**Exercise prompt:** Within the listing below, please copy exactly the lines between the line holding "machine.graph.len()" and the line holding "the change, and", inclusive.

Content starts

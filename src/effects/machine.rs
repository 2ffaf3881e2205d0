//! State machine that executes guarded transitions with async lifecycle hooks.

use crate::config::MachineConfig;
use crate::core::{HistoryRecorder, State, TransitionRecord, RESET_EVENT};
use crate::effects::error::MachineError;
use crate::effects::hook::{HookError, HookPhase};
use crate::effects::subscription::{Subscription, SubscriptionHub};
use crate::graph::{StateGraph, Transition};
use parking_lot::Mutex;
use std::fmt;
use std::sync::atomic::{AtomicBool, Ordering};
use std::sync::Arc;
use uuid::Uuid;

/// Event name reported when the initial state's enter hook fails.
const INIT_EVENT: &str = "init";

/// A live machine over a [`StateGraph`].
///
/// The machine holds exactly one current state. Transitions run their hooks
/// in the order exit, action, enter, and at most one transition is in
/// flight at a time: a call made while another is running returns
/// `Ok(false)` immediately instead of waiting.
///
/// All methods take `&self`, so a machine can be shared behind an `Arc`.
///
/// # Example
///
/// ```
/// use flowstate::effects::StateMachine;
/// use flowstate::graph::{StateConfig, StateGraph, Transition};
/// use flowstate::state_enum;
///
/// state_enum! {
///     enum Fetch {
///         Idle,
///         Loading,
///         Done,
///     }
///     final: [Done]
/// }
///
/// # futures::executor::block_on(async {
/// let graph = StateGraph::builder()
///     .initial(Fetch::Idle)
///     .state(StateConfig::new(Fetch::Idle).on("start", Transition::to(Fetch::Loading)))
///     .state(StateConfig::new(Fetch::Loading).on("success", Transition::to(Fetch::Done)))
///     .state(StateConfig::new(Fetch::Done))
///     .build()
///     .unwrap();
///
/// let machine = StateMachine::new(graph).unwrap();
/// assert!(machine.can("start"));
/// assert!(machine.transition("start").await.unwrap());
/// assert!(!machine.transition("start").await.unwrap());
/// assert_eq!(machine.current_state(), Fetch::Loading);
/// # });
/// ```
pub struct StateMachine<S: State> {
    id: Uuid,
    graph: Arc<StateGraph<S>>,
    current: Mutex<S>,
    in_flight: AtomicBool,
    history: Mutex<HistoryRecorder<S>>,
    subscribers: SubscriptionHub<S>,
}

impl<S: State> StateMachine<S> {
    /// Create a machine in the graph's initial state with default options.
    ///
    /// The initial state's enter hook runs to completion before this returns.
    pub fn new(graph: StateGraph<S>) -> Result<Self, MachineError> {
        Self::with_config(graph, MachineConfig::default())
    }

    /// Create a machine, running the initial enter hook on the calling thread.
    pub fn with_config(graph: StateGraph<S>, config: MachineConfig) -> Result<Self, MachineError> {
        let machine = Self::assemble(graph, config);
        let initial = machine.graph.initial();
        if let Some(hook) = machine.graph.on_enter(initial) {
            hook.run_blocking().map_err(|source| {
                machine.hook_failed(HookPhase::Enter, INIT_EVENT, initial, source)
            })?;
        }
        Ok(machine)
    }

    /// Create a machine, awaiting the initial enter hook.
    pub async fn start(graph: StateGraph<S>, config: MachineConfig) -> Result<Self, MachineError> {
        let machine = Self::assemble(graph, config);
        let initial = machine.graph.initial();
        if let Some(hook) = machine.graph.on_enter(initial) {
            if let Err(source) = hook.run().await {
                return Err(machine.hook_failed(HookPhase::Enter, INIT_EVENT, initial, source));
            }
        }
        Ok(machine)
    }

    fn assemble(graph: StateGraph<S>, config: MachineConfig) -> Self {
        let machine = Self {
            id: Uuid::new_v4(),
            current: Mutex::new(graph.initial().clone()),
            graph: Arc::new(graph),
            in_flight: AtomicBool::new(false),
            history: Mutex::new(HistoryRecorder::with_capacity(config.max_history_size)),
            subscribers: SubscriptionHub::new(),
        };
        tracing::debug!(
            "Machine {} created in '{}' ({} states)",
            machine.id,
            machine.graph.initial().name(),
            machine.graph.len()
        );
        machine
    }

    /// Identifier used to correlate this machine's log lines.
    pub fn id(&self) -> Uuid {
        self.id
    }

    pub fn graph(&self) -> &StateGraph<S> {
        &self.graph
    }

    pub fn current_state(&self) -> S {
        self.current.lock().clone()
    }

    pub fn is_in(&self, state: &S) -> bool {
        *self.current.lock() == *state
    }

    /// Whether a transition's hooks are currently running.
    pub fn is_transitioning(&self) -> bool {
        self.in_flight.load(Ordering::Acquire)
    }

    /// Check whether `event` would currently be accepted.
    ///
    /// True when the current state declares `event` and its guard, if any,
    /// passes. Does not consider whether another transition is in flight.
    pub fn can(&self, event: &str) -> bool {
        let current = self.current_state();
        self.graph
            .transition(&current, event)
            .is_some_and(Transition::is_permitted)
    }

    /// Fire `event`.
    ///
    /// Returns `Ok(true)` once the machine has entered the target state,
    /// recorded the change, and notified subscribers. Returns `Ok(false)`
    /// without side effects when another transition is in flight, the
    /// event is not declared for the current state, or its guard rejects.
    ///
    /// If any hook fails the machine is left in (or restored to) the state
    /// it started from and the failure is returned. Nothing is recorded and
    /// no subscriber is notified.
    pub async fn transition(&self, event: &str) -> Result<bool, MachineError> {
        let Some(mut in_flight) = InFlight::acquire(&self.in_flight, &self.current) else {
            tracing::trace!("Machine {} busy; rejected '{}'", self.id, event);
            return Ok(false);
        };

        let previous = self.current_state();
        let Some(transition) = self.graph.transition(&previous, event) else {
            tracing::trace!(
                "Machine {}: '{}' is not declared for '{}'",
                self.id,
                event,
                previous.name()
            );
            return Ok(false);
        };

        if !transition.is_permitted() {
            tracing::trace!(
                "Machine {}: guard rejected '{}' from '{}'",
                self.id,
                event,
                previous.name()
            );
            return Ok(false);
        }

        if let Some(hook) = self.graph.on_exit(&previous) {
            if let Err(source) = hook.run().await {
                return Err(self.hook_failed(HookPhase::Exit, event, &previous, source));
            }
        }

        if let Some(action) = &transition.action {
            if let Err(source) = action.run().await {
                return Err(self.hook_failed(HookPhase::Transition, event, &previous, source));
            }
        }

        // A reset may have moved the machine while the exit hook or action ran.
        let target = transition.to.clone();
        let displaced = std::mem::replace(&mut *self.current.lock(), target.clone());
        in_flight.arm(displaced.clone(), target.clone());

        if let Some(hook) = self.graph.on_enter(&target) {
            if let Err(source) = hook.run().await {
                return Err(self.hook_failed(HookPhase::Enter, event, &displaced, source));
            }
        }
        in_flight.commit();

        let record = TransitionRecord::new(displaced, target, event);
        self.history.lock().record(record.clone());
        tracing::debug!(
            "Machine {}: '{}' moved {} -> {}",
            self.id,
            event,
            record.from.name(),
            record.to.name()
        );

        self.subscribers.notify(&record);
        Ok(true)
    }

    /// Jump straight to `state`.
    ///
    /// Skips guards, the current state's exit hook and any transition
    /// action. Runs `state`'s enter hook on the calling thread and records a
    /// `"reset"` entry. Subscribers are not notified. A failing enter hook is
    /// logged and does not undo the reset.
    ///
    /// A reset may land while a transition is in flight. If it lands before
    /// the transition switches state, the transition still moves to its
    /// target and records the reset state as `from`. If it lands while the
    /// target's enter hook runs, the reset state is kept even when that hook
    /// fails or the transition is dropped.
    pub fn reset(&self, state: S) -> Result<(), MachineError> {
        let Some(config) = self.graph.config(&state) else {
            return Err(MachineError::UnknownState {
                state: state.name().to_string(),
            });
        };

        let previous = std::mem::replace(&mut *self.current.lock(), state.clone());

        if let Some(hook) = &config.on_enter {
            if let Err(error) = hook.run_blocking() {
                tracing::warn!(
                    "Machine {}: enter hook for '{}' failed during reset: {}",
                    self.id,
                    state.name(),
                    error
                );
            }
        }

        tracing::debug!(
            "Machine {} reset {} -> {}",
            self.id,
            previous.name(),
            state.name()
        );
        self.history
            .lock()
            .record(TransitionRecord::new(previous, state, RESET_EVENT));
        Ok(())
    }

    /// Register a listener for successful transitions.
    pub fn subscribe<F>(&self, listener: F) -> Subscription<S>
    where
        F: Fn(&TransitionRecord<S>) + Send + Sync + 'static,
    {
        self.subscribers.subscribe(listener)
    }

    pub fn subscriber_count(&self) -> usize {
        self.subscribers.len()
    }

    /// All declared states in declaration order.
    pub fn states(&self) -> Vec<S> {
        self.graph.states().cloned().collect()
    }

    /// Events declared for the current state, regardless of guards.
    pub fn available_transitions(&self) -> Vec<String> {
        self.graph.events(&self.current_state())
    }

    /// Recorded transitions, newest first.
    pub fn history(&self) -> Vec<TransitionRecord<S>> {
        self.history.lock().to_vec()
    }

    pub fn last_transition(&self) -> Option<TransitionRecord<S>> {
        self.history.lock().latest().cloned()
    }

    pub fn clear_history(&self) {
        self.history.lock().clear();
    }

    /// Drop every subscriber and clear history.
    ///
    /// The machine should not be used afterwards.
    pub fn destroy(&self) {
        self.subscribers.clear();
        self.history.lock().clear();
        tracing::debug!("Machine {} destroyed", self.id);
    }

    fn hook_failed(&self, phase: HookPhase, event: &str, from: &S, source: HookError) -> MachineError {
        tracing::warn!(
            "Machine {}: {} hook failed during '{}'; staying in '{}': {}",
            self.id,
            phase,
            event,
            from.name(),
            source
        );
        MachineError::Hook {
            phase,
            event: event.to_string(),
            from: from.name().to_string(),
            source,
        }
    }
}

impl<S: State> fmt::Debug for StateMachine<S> {
    fn fmt(&self, f: &mut fmt::Formatter<'_>) -> fmt::Result {
        f.debug_struct("StateMachine")
            .field("id", &self.id)
            .field("current", &self.current_state())
            .field("is_transitioning", &self.is_transitioning())
            .finish_non_exhaustive()
    }
}

/// Holds the in-flight flag for the lifetime of one transition.
///
/// Once armed, dropping the guard before `commit` puts the displaced state
/// back. This covers a failing enter hook, a panicking one, and a
/// transition future dropped mid-hook.
struct InFlight<'a, S: State> {
    flag: &'a AtomicBool,
    current: &'a Mutex<S>,
    rollback: Option<(S, S)>,
}

impl<'a, S: State> InFlight<'a, S> {
    fn acquire(flag: &'a AtomicBool, current: &'a Mutex<S>) -> Option<Self> {
        flag.compare_exchange(false, true, Ordering::AcqRel, Ordering::Acquire)
            .ok()
            .map(|_| Self {
                flag,
                current,
                rollback: None,
            })
    }

    /// Restore `displaced` on drop unless the machine has left `target`.
    fn arm(&mut self, displaced: S, target: S) {
        self.rollback = Some((displaced, target));
    }

    fn commit(&mut self) {
        self.rollback = None;
    }
}

impl<S: State> Drop for InFlight<'_, S> {
    fn drop(&mut self) {
        if let Some((displaced, target)) = self.rollback.take() {
            let mut current = self.current.lock();
            if *current == target {
                *current = displaced;
            }
        }
        self.flag.store(false, Ordering::Release);
    }
}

Content ends

**Answer below:**
            machine.graph.len()
        );
        machine
    }

    /// Identifier used to correlate this machine's log lines.
    pub fn id(&self) -> Uuid {
        self.id
    }

    pub fn graph(&self) -> &StateGraph<S> {
        &self.graph
    }

    pub fn current_state(&self) -> S {
        self.current.lock().clone()
    }

    pub fn is_in(&self, state: &S) -> bool {
        *self.current.lock() == *state
    }

    /// Whether a transition's hooks are currently running.
    pub fn is_transitioning(&self) -> bool {
        self.in_flight.load(Ordering::Acquire)
    }

    /// Check whether `event` would currently be accepted.
    ///
    /// True when the current state declares `event` and its guard, if any,
    /// passes. Does not consider whether another transition is in flight.
    pub fn can(&self, event: &str) -> bool {
        let current = self.current_state();
        self.graph
            .transition(&current, event)
            .is_some_and(Transition::is_permitted)
    }

    /// Fire `event`.
    ///
    /// Returns `Ok(true)` once the machine has entered the target state,
    /// recorded the change, and notified subscribers. Returns `Ok(false)`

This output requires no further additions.